It seems the party’s over for Australia’s incumbent Telco Telstra, with the Federal Government announcing a massive overhaul to regulations surrounding Australia’s telecommunications industry.  Not so long ago, Telstra’s ex CEO Sol Trujillo with the three Amigos by his side had Australia by the “Short and Curlies” with the monopolistic strangle hold they had over the country, but with the changing of the guard, heralded by the arrival of a new CEO, David Thodey, came the cessation of hostilities between Telstra and the government.

The government had finally put the genie back into its bottle, and this week announced a series of reforms starting with a call to Telstra to voluntarily separate its wholesale and retail arms, a call which has been welcomed by ACCC boss GRAEME SAMUEL who said that this was the greatest reform to the telecommunications industry in 2 to 3 decades.

The reforms announce by the government last week include Telstra being asked to structurally separate or have a form of separation imposed upon it by law. If Telstra failed to separate voluntarily it would be banned from future wireless spectrum auctions should it not separate or sell off its HFC cable network or its interest in Foxtel
Amongst the reforms:

  • The ACCC given new powers to regulate wholesale access to Telstra's network and hand out competition notices without prior consultation.
  • Minister Conroy would be given exclusive power to change the requirements of the Universal Service Obligation (USO), with a capacity to fine Telstra up to $10 million for not meeting such conditions.
  • The ACCC would be given capacity to issue on-the-spot fines for breaches of 'consumer safeguards'.
  • Also Carrier licenses no longer required for operators with revenue less than $25 million per annum.

 ACCC chairman Graeme Samuel, was asked, who are the big winners out of the proposed breakup of Telstra - consumers or shareholders.

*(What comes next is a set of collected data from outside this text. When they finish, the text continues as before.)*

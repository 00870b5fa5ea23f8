//! # JSON-RPC 2.0 Engine
//!
//! The transport-agnostic core shared by the `rpcmux` server and client.
//! Nothing in this crate binds sockets; transports plug in through
//! [`MessageSink`] and feed inbound bytes through the [`Framer`].
//!
//! ## Features
//! - Incremental framing of concatenated or split JSON values
//! - Message classification (request, notification, response, malformed)
//! - [`Connection`] with a per-connection pending-call table and call deadlines
//! - Closed error taxonomy with fixed JSON-RPC codes
//! - Shared authentication vocabulary for the header and in-band strategies

pub mod auth;
pub mod connection;
pub mod endpoint;
pub mod error;
pub mod framer;
pub mod message;
pub mod notification;
pub mod prelude;
pub mod request;
pub mod response;
pub mod types;

// Re-export main types
pub use auth::{AuthType, BasicCredentials};
pub use connection::{
    CallPolicy, ChannelSink, Connection, ConnectionBuilder, ConnectionStats, MessageSink,
    UnsupportedSink,
};
pub use endpoint::{CallContext, Endpoint, MethodRegistry};
pub use error::{CallError, ConnectionError, ErrorObject, RpcError};
pub use framer::{Framer, JsonCodec};
pub use message::{IncomingCall, Message, ResponseMessage, classify};
pub use notification::JsonRpcNotification;
pub use request::{JsonRpcRequest, normalize_params};
pub use response::{JsonRpcErrorResponse, JsonRpcResponse, Reply};
pub use types::{JsonRpcVersion, RequestId};

/// JSON-RPC 2.0 version constant
pub const JSONRPC_VERSION: &str = "2.0";

/// Method name of the in-band raw socket login call
pub const AUTH_METHOD: &str = "auth";

/// Message carried by every authentication failure, on every transport
pub const UNAUTHORIZED: &str = "Unauthorized";

/// Standard JSON-RPC 2.0 error codes
pub mod error_codes {
    pub const PARSE_ERROR: i64 = -32700;
    pub const INVALID_REQUEST: i64 = -32600;
    pub const METHOD_NOT_FOUND: i64 = -32601;
    /// Also used to signal an unauthorized request.
    pub const INVALID_PARAMS: i64 = -32602;
    pub const INTERNAL_ERROR: i64 = -32603;
}

/// Boxed error returned by user-supplied handlers and authenticators
pub type BoxError = Box<dyn std::error::Error + Send + Sync + 'static>;
use std::collections::HashMap;
use std::future::Future;
use std::sync::Arc;

use async_trait::async_trait;
use futures::future::BoxFuture;
use serde_json::Value;
use tracing::debug;

use crate::BoxError;
use crate::connection::Connection;
use crate::error::RpcError;
use crate::message::IncomingCall;
use crate::types::RequestId;

/// Dispatch collaborator invoked once per inbound request or notification.
///
/// The connection is handed over so a handler can call back to the peer or
/// switch an HTTP response into streaming mode.
#[async_trait]
pub trait Endpoint: Send + Sync {
    async fn handle_call(
        &self,
        call: IncomingCall,
        connection: Connection,
    ) -> Result<Value, RpcError>;
}

/// What a registered method sees besides its parameters
#[derive(Clone)]
pub struct CallContext {
    pub method: String,
    /// `None` when the peer sent a notification
    pub id: Option<RequestId>,
    pub connection: Connection,
}

type MethodFn =
    Arc<dyn Fn(Vec<Value>, CallContext) -> BoxFuture<'static, Result<Value, BoxError>> + Send + Sync>;

/// Name-to-handler table implementing [`Endpoint`]
#[derive(Clone, Default)]
pub struct MethodRegistry {
    methods: HashMap<String, MethodFn>,
}

impl MethodRegistry {
    pub fn new() -> Self {
        Self::default()
    }

    /// Register `handler` under `name`, replacing any previous handler.
    ///
    /// Handler errors that downcast to [`RpcError`] are sent as-is; anything
    /// else reaches the peer as `InternalError`.
    pub fn expose<F, Fut, E>(&mut self, name: impl Into<String>, handler: F) -> &mut Self
    where
        F: Fn(Vec<Value>, CallContext) -> Fut + Send + Sync + 'static,
        Fut: Future<Output = Result<Value, E>> + Send + 'static,
        E: Into<BoxError> + 'static,
    {
        let handler = Arc::new(handler);
        let method: MethodFn = Arc::new(move |params, ctx| {
            let fut = handler(params, ctx);
            Box::pin(async move { fut.await.map_err(Into::into) })
        });
        self.methods.insert(name.into(), method);
        self
    }

    /// Builder form of [`expose`](Self::expose)
    pub fn with_method<F, Fut, E>(mut self, name: impl Into<String>, handler: F) -> Self
    where
        F: Fn(Vec<Value>, CallContext) -> Fut + Send + Sync + 'static,
        Fut: Future<Output = Result<Value, E>> + Send + 'static,
        E: Into<BoxError> + 'static,
    {
        self.expose(name, handler);
        self
    }

    pub fn contains(&self, name: &str) -> bool {
        self.methods.contains_key(name)
    }

    /// Registered method names, sorted
    pub fn methods(&self) -> Vec<String> {
        let mut names: Vec<String> = self.methods.keys().cloned().collect();
        names.sort();
        names
    }
}

#[async_trait]
impl Endpoint for MethodRegistry {
    async fn handle_call(
        &self,
        call: IncomingCall,
        connection: Connection,
    ) -> Result<Value, RpcError> {
        let Some(method) = self.methods.get(&call.method).cloned() else {
            debug!(method = %call.method, "Method not found");
            return Err(RpcError::MethodNotFound(call.method));
        };

        let params = call.positional_params();
        let ctx = CallContext {
            method: call.method,
            id: call.id,
            connection,
        };
        method(params, ctx).await.map_err(RpcError::from_handler_error)
    }
}

#[async_trait]
impl<T: Endpoint + ?Sized> Endpoint for Arc<T> {
    async fn handle_call(
        &self,
        call: IncomingCall,
        connection: Connection,
    ) -> Result<Value, RpcError> {
        (**self).handle_call(call, connection).await
    }
}

#[cfg(test)]
mod tests {
    use super::*;
    use crate::connection::UnsupportedSink;
    use serde_json::json;

    fn registry() -> MethodRegistry {
        MethodRegistry::new()
            .with_method("echo", |params, _ctx| async move {
                Ok::<_, BoxError>(params.into_iter().next().unwrap_or(Value::Null))
            })
            .with_method("fail", |_params, _ctx| async move {
                Err::<Value, _>(RpcError::InvalidParams("need two".into()))
            })
            .with_method("explode", |_params, _ctx| async move {
                Err::<Value, BoxError>("boom".into())
            })
    }

    fn call(method: &str, params: Value) -> IncomingCall {
        IncomingCall {
            id: Some(RequestId::Number(1)),
            method: method.into(),
            params: Some(params),
        }
    }

    #[tokio::test]
    async fn test_registered_method() {
        let conn = Connection::new(Arc::new(UnsupportedSink));
        let result = registry().handle_call(call("echo", json!(["hello"])), conn).await;
        assert_eq!(result, Ok(json!("hello")));
    }

    #[tokio::test]
    async fn test_unknown_method() {
        let conn = Connection::new(Arc::new(UnsupportedSink));
        let result = registry().handle_call(call("nope", json!([])), conn).await;
        assert_eq!(result, Err(RpcError::MethodNotFound("nope".into())));
    }

    #[tokio::test]
    async fn test_handler_errors() {
        let registry = registry();
        let conn = Connection::new(Arc::new(UnsupportedSink));

        let typed = registry.handle_call(call("fail", json!([])), conn.clone()).await;
        assert_eq!(typed, Err(RpcError::InvalidParams("need two".into())));

        let untyped = registry.handle_call(call("explode", json!([])), conn).await;
        assert_eq!(untyped, Err(RpcError::InternalError("boom".into())));
    }

    #[test]
    fn test_method_listing() {
        assert_eq!(registry().methods(), vec!["echo", "explode", "fail"]);
        assert!(registry().contains("echo"));
    }
}
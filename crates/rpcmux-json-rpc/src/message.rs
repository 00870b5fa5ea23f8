//! Classification of decoded JSON values into JSON-RPC message kinds.
//!
//! Classification is pure and total: every value maps to exactly one
//! [`Message`] variant, and nothing here can fail or panic.

use serde_json::{Map, Value};

use crate::error::{ErrorObject, RpcError};
use crate::request::normalize_params;
use crate::types::RequestId;

/// An inbound request or notification
#[derive(Debug, Clone, PartialEq)]
pub struct IncomingCall {
    /// `None` for notifications, which are never answered
    pub id: Option<RequestId>,
    pub method: String,
    pub params: Option<Value>,
}

impl IncomingCall {
    pub fn is_notification(&self) -> bool {
        self.id.is_none()
    }

    /// Parameters in positional form; absent params are an empty list.
    pub fn positional_params(&self) -> Vec<Value> {
        match &self.params {
            None | Some(Value::Null) => Vec::new(),
            Some(params) => normalize_params(params.clone()),
        }
    }
}

/// An inbound response to one of our calls
#[derive(Debug, Clone, PartialEq)]
pub struct ResponseMessage {
    pub id: RequestId,
    pub outcome: Result<Value, RpcError>,
}

/// Result of classifying one decoded value
#[derive(Debug, Clone, PartialEq)]
pub enum Message {
    /// `method` present: a request (with id) or a notification (without)
    Call(IncomingCall),
    /// `id` present together with `result` or `error`
    Response(ResponseMessage),
    /// A request whose `id` is present but neither null, an `i64` nor a
    /// string. It cannot be answered by id, so it gets an `InvalidRequest`
    /// error with a null id.
    InvalidRequest(Value),
    /// Anything else, including responses whose id is unusable
    Malformed(Value),
}

/// Classify a decoded JSON value.
///
/// The response check runs first, so a message carrying `id`, `method` and
/// `result` is treated as a response.
pub fn classify(value: Value) -> Message {
    let Value::Object(map) = value else {
        return Message::Malformed(value);
    };

    if map.contains_key("id") && (map.contains_key("result") || map.contains_key("error")) {
        return classify_response(map);
    }

    match map.get("method") {
        Some(Value::String(method)) => {
            let id = match map.get("id") {
                None | Some(Value::Null) => None,
                Some(raw) => match RequestId::from_value(raw) {
                    Some(id) => Some(id),
                    None => return Message::InvalidRequest(Value::Object(map)),
                },
            };
            let method = method.clone();
            let params = map.get("params").cloned();
            Message::Call(IncomingCall { id, method, params })
        }
        _ => Message::Malformed(Value::Object(map)),
    }
}

fn classify_response(map: Map<String, Value>) -> Message {
    let Some(id) = map.get("id").and_then(RequestId::from_value) else {
        return Message::Malformed(Value::Object(map));
    };

    let outcome = match map.get("error") {
        Some(error) if !error.is_null() => {
            Err(RpcError::from_object(ErrorObject::from_value(error)))
        }
        _ => Ok(map.get("result").cloned().unwrap_or(Value::Null)),
    };

    Message::Response(ResponseMessage { id, outcome })
}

Comparing three previously government owned entities which have been privatized over the past 20 years, the Commonwealth Bank, Qantas and Telstra, if share prices are anything to go by, the CBA and Qantas are enjoying a positive growth, while Telstra continues to slide. Economists say that Telstra shares of any flavor, T1, T2, or T3 are quite possibly the worst investment anyone could make. Some say that this can be blamed on the uncertainty of the telecommunications sector, which ironically is driven by the Federal Government and the bloody mindedness of the previous Telstra chain of command.

While the spin the Government is applying to this new regulation is painting Conroy as “The most reforming Communications minister for the past few decades”, the reality is, Conroy is still looking to filter the internet in this country and as a result, slow the net by up to 80% in a worst case scenario. One might ask is Conroy Dr Jekyll or Mr. Hyde, or maybe he’s the new Messiah of Australian telecommunications…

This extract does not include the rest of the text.